Exploring of Bulk and Structure Inversion Asymmetry in GaAs/AlGaAs Quantum Well Structures Applying Spin Photogalvanics

应用自旋光电池探索 GaAs/AlGaAs 量子阱结构中的体积和结构反转不对称性

• 批准号: 40956062
• 负责人: Professor Dr. Sergey Ganichev
• 金额: --
• 依托单位: Institut für Experimentelle und Angewandte Physik
• 依托单位国家: 德国
• 项目类别: Priority Programmes
• 财政年份: 2007
• 资助国家: 德国
• 起止时间: 2006-12-31 至 2013-12-31
• 项目状态: 已结题
• 来源: https://gepris.dfg.de/gepris/projekt/40956062?language=en
• 关键词: Exploring; Bulk; Structure; Inversion; Asymmetry

The project is aimed to the investigation of bulk (BIA) and structure (SIA) inversion asymmetry in semiconductor quantum well (QW) structures. Inversion asymmetry in QW structures and its manipulation play an important role for the generation, manipulation and detection of spin polarized electrons in semiconductor systems. To gain the information on BIA and SIA we will use a novel technique developed by our group in the framework of the first part of the project. The technique is based on investigation of terahertz radiation induced photogalvanic effects, comprising magneto-photogalvanic effect, circular photogalvanic effect and spin-galvanic effect. The project is focused on investigation of BIA and SIA in various Ill-V-compound materials of different crystallographic orientations. In particular, the behavior of the inversion asymmetry upon variation of temperature, QW shape and carrier density will be studied, Our preliminary results obtained on (llO)-oriented structures demonstrated that the structure inversion asymmetry can be controllably tuned to zero by variation of (-doping layer positions. This method should be extended to (00l)-grown structures providing an information on growth conditions needed to obtain perfectly symmetric structures with zero Rashba constant and structures with equal Rashba and Dresselhaus spin splittings. The latter structures should show extremely long spin relaxation times and are of particular interest for realization of spin transport based devices.

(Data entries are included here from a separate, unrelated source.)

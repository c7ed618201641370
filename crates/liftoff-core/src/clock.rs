//! Clock abstraction and queue timestamp helpers

use chrono::{DateTime, Duration, SecondsFormat, Utc};

/// Days between task creation and deadline
pub const DEADLINE_DAYS: i64 = 1;

/// Days between task creation and expiry, also the artifact retention
pub const EXPIRY_DAYS: i64 = 365;

/// Task deadline relative to creation
pub fn default_deadline() -> Duration {
    Duration::days(DEADLINE_DAYS)
}

/// Task and artifact expiry relative to creation
pub fn default_expiry() -> Duration {
    Duration::days(EXPIRY_DAYS)
}

/// Source of the current time.
///
/// Task definitions compute all of their timestamps at construction time;
/// tests substitute [`FixedClock`] to make them deterministic.
pub trait Clock: Send + Sync {
    /// Current UTC time
    fn now(&self) -> DateTime<Utc>;

    /// Time `offset` from now
    fn from_now(&self, offset: Duration) -> DateTime<Utc> {
        self.now() + offset
    }
}

/// Wall clock
#[derive(Debug, Clone, Copy, Default)]
pub struct SystemClock;

impl Clock for SystemClock {
    fn now(&self) -> DateTime<Utc> {
        Utc::now()
    }
}

/// Clock frozen at a given instant
#[derive(Debug, Clone, Copy)]
pub struct FixedClock(pub DateTime<Utc>);

impl Clock for FixedClock {
    fn now(&self) -> DateTime<Utc> {
        self.0
    }
}

/// Format a timestamp the way the queue expects (`2019-03-07T10:00:00.000Z`)
pub fn queue_timestamp(at: DateTime<Utc>) -> String {
    at.to_rfc3339_opts(SecondsFormat::Millis, true)
}
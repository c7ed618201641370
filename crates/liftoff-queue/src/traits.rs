//! Queue service trait

use serde_json::Value;

use crate::error::Result;
use crate::types::IndexedTask;

/// Remote build-orchestration queue.
///
/// Definitions cross this boundary as opaque JSON: the queue back-fills
/// fields server-side, and callers that need the canonical form read it
/// back with [`QueueService::task`].
#[async_trait::async_trait]
pub trait QueueService: Send + Sync {
    /// Service name for logging
    fn name(&self) -> &str;

    /// Create a task under a caller-chosen id. Returns the queue's acknowledgement.
    async fn create_task(&self, task_id: &str, definition: &Value) -> Result<Value>;

    /// Fetch the canonical stored definition of a task
    async fn task(&self, task_id: &str) -> Result<Value>;

    /// Resolve an index path to the task indexed there
    async fn find_task(&self, index_path: &str) -> Result<IndexedTask>;
}
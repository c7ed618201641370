//! Graph snapshot and chain-of-trust files
//!
//! The downstream verifier reads `task-graph.json`, a JSON object mapping
//! each task id to `{"task": <canonical definition>}`. It also expects
//! `actions.json` and `parameters.yml` to exist next to it.

use std::collections::BTreeMap;
use std::path::{Path, PathBuf};

use serde::{Deserialize, Serialize};
use serde_json::Value;
use tracing::{info, instrument};

use crate::error::Result;

pub const TASK_GRAPH_FILE: &str = "task-graph.json";
pub const ACTIONS_FILE: &str = "actions.json";
pub const PARAMETERS_FILE: &str = "parameters.yml";

/// Snapshot entry for one task
#[derive(Debug, Clone, PartialEq, Serialize, Deserialize)]
pub struct SnapshotEntry {
    /// Definition as stored by the queue
    pub task: Value,
}

/// Canonical definitions of every submitted task
#[derive(Debug, Clone, Default, PartialEq, Serialize, Deserialize)]
#[serde(transparent)]
pub struct GraphSnapshot {
    tasks: BTreeMap<String, SnapshotEntry>,
}

impl GraphSnapshot {
    pub fn new() -> Self {
        Self::default()
    }

    pub fn insert(&mut self, task_id: impl Into<String>, canonical: Value) {
        self.tasks
            .insert(task_id.into(), SnapshotEntry { task: canonical });
    }

    pub fn get(&self, task_id: &str) -> Option<&Value> {
        self.tasks.get(task_id).map(|entry| &entry.task)
    }

    pub fn task_ids(&self) -> impl Iterator<Item = &String> {
        self.tasks.keys()
    }

    pub fn len(&self) -> usize {
        self.tasks.len()
    }

    pub fn is_empty(&self) -> bool {
        self.tasks.is_empty()
    }
}

/// Write `task-graph.json` into `dir`, replacing any previous file
#[instrument(skip(snapshot), fields(tasks = snapshot.len()))]
pub fn write_task_graph(dir: &Path, snapshot: &GraphSnapshot) -> Result<PathBuf> {
    let path = dir.join(TASK_GRAPH_FILE);
    let content = serde_json::to_string_pretty(snapshot)?;
    std::fs::write(&path, content)?;
    info!(path = %path.display(), "task graph written");
    Ok(path)
}

/// Read a snapshot written by [`write_task_graph`]
pub fn load_task_graph(path: &Path) -> Result<GraphSnapshot> {
    let content = std::fs::read_to_string(path)?;
    Ok(serde_json::from_str(&content)?)
}

/// Write the empty files the verifier expects
pub fn write_placeholders(dir: &Path) -> Result<Vec<PathBuf>> {
    [ACTIONS_FILE, PARAMETERS_FILE]
        .iter()
        .map(|name| -> Result<PathBuf> {
            let path = dir.join(name);
            std::fs::write(&path, "{}")?;
            Ok(path)
        })
        .collect()
}

/// Persist the snapshot and the placeholder files; returns the graph file path
pub fn persist(dir: &Path, snapshot: &GraphSnapshot) -> Result<PathBuf> {
    std::fs::create_dir_all(dir)?;
    let path = write_task_graph(dir, snapshot)?;
    write_placeholders(dir)?;
    Ok(path)
}

#[cfg(test)]
mod tests {
    use super::*;
    use serde_json::json;
    use tempfile::TempDir;

    fn snapshot() -> GraphSnapshot {
        let mut snapshot = GraphSnapshot::new();
        snapshot.insert(
            "buildTask000000000000A",
            json!({"workerType": "mobile-3-b-fenix", "dependencies": ["anchor"], "tags": {}}),
        );
        snapshot.insert(
            "signTask0000000000000B",
            json!({"workerType": "mobile-signing-v1", "dependencies": ["anchor", "buildTask000000000000A"]}),
        );
        snapshot
    }

    #[test]
    fn test_persist_round_trip() {
        let temp = TempDir::new().unwrap();
        let original = snapshot();

        let path = persist(temp.path(), &original).unwrap();
        let loaded = load_task_graph(&path).unwrap();

        assert_eq!(
            loaded.task_ids().collect::<Vec<_>>(),
            original.task_ids().collect::<Vec<_>>()
        );
        for id in original.task_ids() {
            assert_eq!(loaded.get(id), original.get(id));
        }
    }

    #[test]
    fn test_file_layout() {
        let temp = TempDir::new().unwrap();
        persist(temp.path(), &snapshot()).unwrap();

        let raw: Value = serde_json::from_str(
            &std::fs::read_to_string(temp.path().join(TASK_GRAPH_FILE)).unwrap(),
        )
        .unwrap();
        assert_eq!(
            raw["buildTask000000000000A"]["task"]["workerType"],
            "mobile-3-b-fenix"
        );

        for name in [ACTIONS_FILE, PARAMETERS_FILE] {
            assert_eq!(std::fs::read_to_string(temp.path().join(name)).unwrap(), "{}");
        }
    }

    #[test]
    fn test_persist_overwrites_previous_graph() {
        let temp = TempDir::new().unwrap();
        persist(temp.path(), &snapshot()).unwrap();

        let mut smaller = GraphSnapshot::new();
        smaller.insert("only", json!({}));
        let path = persist(temp.path(), &smaller).unwrap();

        assert_eq!(load_task_graph(&path).unwrap().len(), 1);
    }

    #[test]
    fn test_persist_creates_directory() {
        let temp = TempDir::new().unwrap();
        let dir = temp.path().join("artifacts").join("public");
        let path = persist(&dir, &snapshot()).unwrap();
        assert!(path.exists());
    }
}
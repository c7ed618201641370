//! Configuration system for Liftoff

pub mod defaults;
mod loader;
mod types;
pub mod validation;

pub use defaults::*;
pub use loader::*;
pub use types::*;
pub use validation::*;
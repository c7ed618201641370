//! Liftoff Tasks - task graph engine
//!
//! This crate builds queue task definitions, assembles them into ordered
//! groups, submits the groups to a queue and persists the resulting
//! chain-of-trust snapshot.

pub mod builder;
pub mod chain_of_trust;
pub mod error;
pub mod graph;
pub mod harness;
pub mod ids;
pub mod pipeline;
pub mod reporter;
pub mod submitter;
pub mod task;

pub use builder::{
    PerformanceTestTask, PublishTask, ReleaseBuildTask, SigningIndex, SigningTask, TaskBuilder,
    VariantTask,
};
pub use chain_of_trust::{load_task_graph, persist, GraphSnapshot};
pub use error::{GraphError, Result, TaskError};
pub use graph::{TaskGraph, TaskGroup};
pub use harness::{resolve_harness, HarnessTask};
pub use ids::{slug_id, IdGenerator, SequentialIds, SlugIds};
pub use pipeline::PipelineAssembler;
pub use reporter::{
    CollectingReporter, ReporterRegistry, SubmitEvent, SubmitReporter, TracingReporter,
};
pub use submitter::GraphSubmitter;
pub use task::{Payload, TaskDefinition};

该项目旨在研究半导体量子阱（QW）结构中的体（BIA）和结构（SIA）反转不对称性。量子阱结构中的反转不对称及其操纵对半导体系统中自旋极化电子的产生、操纵和探测起着重要的作用。为了获得BIA和SIA的信息，我们将在项目第一部分的框架中使用我们小组开发的一种新技术。该技术是基于对太赫兹辐射引起的光电效应的研究，包括磁光电效应、圆形光电效应和自旋光电效应。本项目主要研究了BIA和SIA在不同晶体取向的ill - v复合材料中的作用。我们在（llO）取向结构上获得的初步结果表明，通过改变掺杂层的位置，可以将结构的反转不对称性可控地调谐到零。该方法应推广到（00l）生长结构，提供了获得零Rashba常数和等Rashba和Dresselhaus自旋分裂结构的完美对称结构所需的生长条件的信息。后一种结构应该显示出极长的自旋弛豫时间，并且对于实现基于自旋输运的器件特别感兴趣。